Re: [GENERAL] aggregate returning anyarray and 'cannot determine result data type'

От
Tom Lane
Дата:
[ redirecting to -hackers ]

Tomas Vondra <tv@fuzzy.cz> writes:
> So my plan was to do something like this:

>   sample_append(internal, anyelement, int) -> internal
>   sample_final(internal) -> anyarray

>   CREATE AGGREGATE sample_agg(anyelement, int) (
>       SFUNC = sample_append,
>       STYPE = internal,
>       FINALFUNC = sample_final
>   );

> However this leads to
>   ERROR:  cannot determine result data type
>   DETAIL:  A function returning a polymorphic type must have at least
>            one polymorphic argument

> because 'sample_final' produces anyarray but has no polymorphic
> argument.

Yeah, this is a problem with trying to use internal stype for polymorphic
aggregates.

The same problem came up in connection with the "ordered set" aggregates
that were added recently, and that patch implemented an interesting
workaround: the final function for an OSA gets additional dummy arguments
of the same type as the aggregate inputs.  They are always passed as NULLs
at runtime, and have no real value except if the aggregate is polymorphic
--- but when it is, they provide a way to resolve the result type of a
polymorphic final function, even if the state type is "internal" or
otherwise non-polymorphic.

I thought at the time that maybe we should offer this feature for regular
aggregates as well as ordered-set ones, but didn't do anything about
it because there hadn't been demand.  If we did have it, you could solve
this problem with
 sample_append(internal, anyelement, int) -> internal sample_final(internal, anyelement, int) -> anyarray
 CREATE AGGREGATE sample_agg(anyelement, int) (     SFUNC = sample_append,     STYPE = internal,     FINALFUNC =
sample_final);
 

where sample_final would have to be declared non-strict (since it'd always
be getting some NULL arguments), but that's a small price to pay.

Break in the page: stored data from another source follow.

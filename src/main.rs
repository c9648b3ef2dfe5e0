//! # clip2gif - Main Entry Point
//!
//! Questo è il punto di ingresso principale dell'applicazione.
//!
//! ## Responsabilità:
//! - Parsing degli argomenti della command line con `clap`
//! - Inizializzazione del sistema di logging con `tracing` (su stderr)
//! - Validazione dell'input dell'utente
//! - Avvio del job e resa del progresso (progress bar o eventi JSON)
//! - Ctrl-C annulla la conversione in corso
//!
//! ## Exit code:
//! - `0`: GIF creata
//! - `130`: conversione annullata
//! - `1`: conversione fallita
//!
//! ## Esempio di utilizzo:
//! ```bash
//! clip2gif /path/to/clip.mov --work-dir /tmp/clip2gif --verbose
//! ```

use anyhow::{anyhow, Result};
use clap::Parser;
use std::future::Future;
use std::io;
use std::path::PathBuf;
use std::process::ExitCode;
use tracing::{error, info, warn};
use tracing_subscriber::EnvFilter;

use clip2gif::file_manager::FileManager;
use clip2gif::json_output::{JsonConfig, JsonMessage};
use clip2gif::platform::Platform;
use clip2gif::progress::{ConversionSummary, ProgressManager};
use clip2gif::provisioner::EmbeddedPayloads;
use clip2gif::tool_resolver::ToolPathResolver;
use clip2gif::{Config, JobController, JobHandle, JobOutcome};

#[derive(Parser)]
#[command(name = "clip2gif")]
#[command(about = "Convert a short video clip to an animated GIF with ffmpeg")]
struct Args {
    /// Video to convert (MP4 or MOV); the GIF is written next to it
    #[arg(required_unless_present = "check_tools")]
    input: Option<PathBuf>,

    /// Directory for the intermediate palette (default: system temp dir)
    #[arg(long)]
    work_dir: Option<PathBuf>,

    /// Output progress and status as JSON lines on stdout
    #[arg(long)]
    json: bool,

    /// Progress sampling interval in milliseconds
    #[arg(long, default_value = "100")]
    progress_interval_ms: u64,

    /// Print where ffmpeg would be taken from and exit
    #[arg(long)]
    check_tools: bool,

    /// Verbose logging
    #[arg(short, long)]
    verbose: bool,
}

#[tokio::main]
async fn main() -> Result<ExitCode> {
    let args = Args::parse();

    // Initialize logging
    // RUST_LOG overrides the default level
    let level = if args.verbose { "debug" } else { "info" };
    let filter = EnvFilter::try_from_default_env().unwrap_or_else(|_| EnvFilter::new(level));
    let subscriber = tracing_subscriber::fmt()
        .with_env_filter(filter)
        .with_writer(std::io::stderr)
        .finish();

    tracing::subscriber::set_global_default(subscriber)?;

    if args.check_tools {
        print_tool_report();
        return Ok(ExitCode::SUCCESS);
    }

    // Validate arguments
    let input = args
        .input
        .ok_or_else(|| anyhow!("An input video is required"))?;
    if !input.exists() {
        return Err(anyhow!("Input file does not exist: {}", input.display()));
    }
    if !input.is_file() {
        return Err(anyhow!("Input path is not a file: {}", input.display()));
    }
    if !FileManager::is_video(&input) {
        warn!(
            "{} is not an MP4/MOV file, trying anyway",
            input.display()
        );
    }
    let input = input.canonicalize()?;

    let config = Config {
        work_dir: args.work_dir,
        progress_interval_ms: args.progress_interval_ms,
        json_output: args.json,
        ..Default::default()
    };

    let controller = JobController::new(config)?;
    let handle = controller.start(&input)?;
    let outcome = run(handle, controller.config()).await;

    Ok(outcome)
}

/// Drive one job to completion, rendering progress and handling Ctrl-C
async fn run(handle: JobHandle, config: &Config) -> ExitCode {
    let job = handle.job().clone();
    let input_size = FileManager::file_size(&job.input_path).await.ok();

    let progress_bar = if config.json_output {
        JsonMessage::Start {
            input: job.input_path.clone(),
            output: job.output_path.clone(),
            input_size,
            config: JsonConfig::from(config),
        }
        .emit();
        None
    } else {
        let label = job
            .input_path
            .file_name()
            .map(|name| name.to_string_lossy().into_owned())
            .unwrap_or_default();
        Some(ProgressManager::new(&label))
    };

    let (mut progress, mut result, cancel) = handle.into_parts();
    // Armed once for the whole job, not per loop iteration
    let interrupt = tokio::spawn(cancel_on(tokio::signal::ctrl_c(), move || cancel.cancel()));
    let mut last_percent = 0.0;
    let outcome = loop {
        tokio::select! {
            outcome = &mut result => break outcome,
            Some(percent) = progress.changed() => {
                // The feed drops back to 0 once the job is over
                if percent <= last_percent {
                    continue;
                }
                last_percent = percent;
                match &progress_bar {
                    Some(bar) => bar.set_percent(percent),
                    None => JsonMessage::progress(percent).emit(),
                }
            }
        }
    };
    interrupt.abort();

    let duration = job.started_at.elapsed();
    match outcome {
        JobOutcome::Succeeded { output } => {
            let output_size = FileManager::file_size(&output).await.ok();
            let summary = ConversionSummary {
                input_size: input_size.unwrap_or(0),
                output_size: output_size.unwrap_or(0),
                duration,
            };
            match &progress_bar {
                Some(bar) => bar.finish(&summary.format_summary()),
                None => JsonMessage::Complete {
                    output: output.clone(),
                    input_size,
                    output_size,
                    duration_seconds: duration.as_secs_f64(),
                }
                .emit(),
            }
            info!("GIF written to {}", output.display());
            ExitCode::SUCCESS
        }
        JobOutcome::Cancelled => {
            match &progress_bar {
                Some(bar) => bar.abandon("cancelled"),
                None => JsonMessage::Cancelled {
                    input: job.input_path.clone(),
                    duration_seconds: duration.as_secs_f64(),
                }
                .emit(),
            }
            info!("Conversion of {} cancelled", job.input_path.display());
            ExitCode::from(130)
        }
        JobOutcome::Failed(err) => {
            match &progress_bar {
                Some(bar) => bar.abandon("failed"),
                None => JsonMessage::error(&err).emit(),
            }
            error!("Conversion failed: {}", err);
            ExitCode::FAILURE
        }
    }
}

/// Call `cancel` once `interrupt` fires
async fn cancel_on<F, C>(interrupt: F, cancel: C)
where
    F: Future<Output = io::Result<()>>,
    C: FnOnce(),
{
    match interrupt.await {
        Ok(()) => {
            warn!("Interrupt received, cancelling conversion...");
            cancel();
        }
        Err(e) => warn!("Cannot listen for Ctrl-C: {}", e),
    }
}

fn print_tool_report() {
    match Platform::current() {
        Ok(platform) => {
            let kind = platform.payload_kind();
            println!("Platform: {} (payload: {})", platform, kind);
            println!(
                "Embedded ffmpeg: {}",
                if EmbeddedPayloads::is_embedded(kind) { "yes" } else { "no" }
            );
        }
        Err(e) => println!("Platform: {}", e),
    }

    println!("{}", ToolPathResolver::new().report());
}

#[cfg(test)]
mod tests {
    use super::*;
    use std::sync::atomic::{AtomicBool, Ordering};
    use std::sync::Arc;
    use tokio::sync::oneshot;

    #[tokio::test]
    async fn test_interrupt_cancels() {
        let (tx, rx) = oneshot::channel::<()>();
        let cancelled = Arc::new(AtomicBool::new(false));
        let flag = cancelled.clone();

        let listener = tokio::spawn(cancel_on(
            async move { rx.await.map_err(|_| io::Error::other("closed")) },
            move || flag.store(true, Ordering::SeqCst),
        ));
        // Nothing happens until the signal arrives
        tokio::task::yield_now().await;
        assert!(!cancelled.load(Ordering::SeqCst));

        tx.send(()).unwrap();
        listener.await.unwrap();
        assert!(cancelled.load(Ordering::SeqCst));
    }

    #[tokio::test]
    async fn test_listener_error_does_not_cancel() {
        let cancelled = AtomicBool::new(false);
        cancel_on(
            async { Err(io::Error::other("no signal handler")) },
            || cancelled.store(true, Ordering::SeqCst),
        )
        .await;
        assert!(!cancelled.load(Ordering::SeqCst));
    }
}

I think it'd be a pretty small adjustment to the already-committed
code to allow this to happen.  Basically we'd just have to decouple
the extra-arguments-to-finalfn behavior from ordered-set aggregates.

One potential issue though is that if sample_final existed in both
signatures it wouldn't be very clear which one got selected for the
aggregate.  Perhaps the best fix would be to invent a different
CREATE AGGREGATE keyword for finalfns with extra arguments?  If
so, that's something we ought to do *now*, not in 9.5, because
it'll be too late to redefine how to create OSAs once 9.4 ships.

Thoughts?
        regards, tom lane



Re: [GENERAL] aggregate returning anyarray and 'cannot determine result data type'

От
Tom Lane
Дата:
I wrote:
> The same problem came up in connection with the "ordered set" aggregates
> that were added recently, and that patch implemented an interesting
> workaround: the final function for an OSA gets additional dummy arguments
> of the same type as the aggregate inputs.  They are always passed as NULLs
> at runtime, and have no real value except if the aggregate is polymorphic
> --- but when it is, they provide a way to resolve the result type of a
> polymorphic final function, even if the state type is "internal" or
> otherwise non-polymorphic.

> I thought at the time that maybe we should offer this feature for regular
> aggregates as well as ordered-set ones, but didn't do anything about
> it because there hadn't been demand.

After sleeping on it, I'm convinced that this was an oversight that
we should fix before 9.4 ships.  The code changes should be pretty
minimal; the executor in particular probably needs *less* code to
do this in a uniform way.

> One potential issue though is that if sample_final existed in both
> signatures it wouldn't be very clear which one got selected for the
> aggregate.  Perhaps the best fix would be to invent a different
> CREATE AGGREGATE keyword for finalfns with extra arguments?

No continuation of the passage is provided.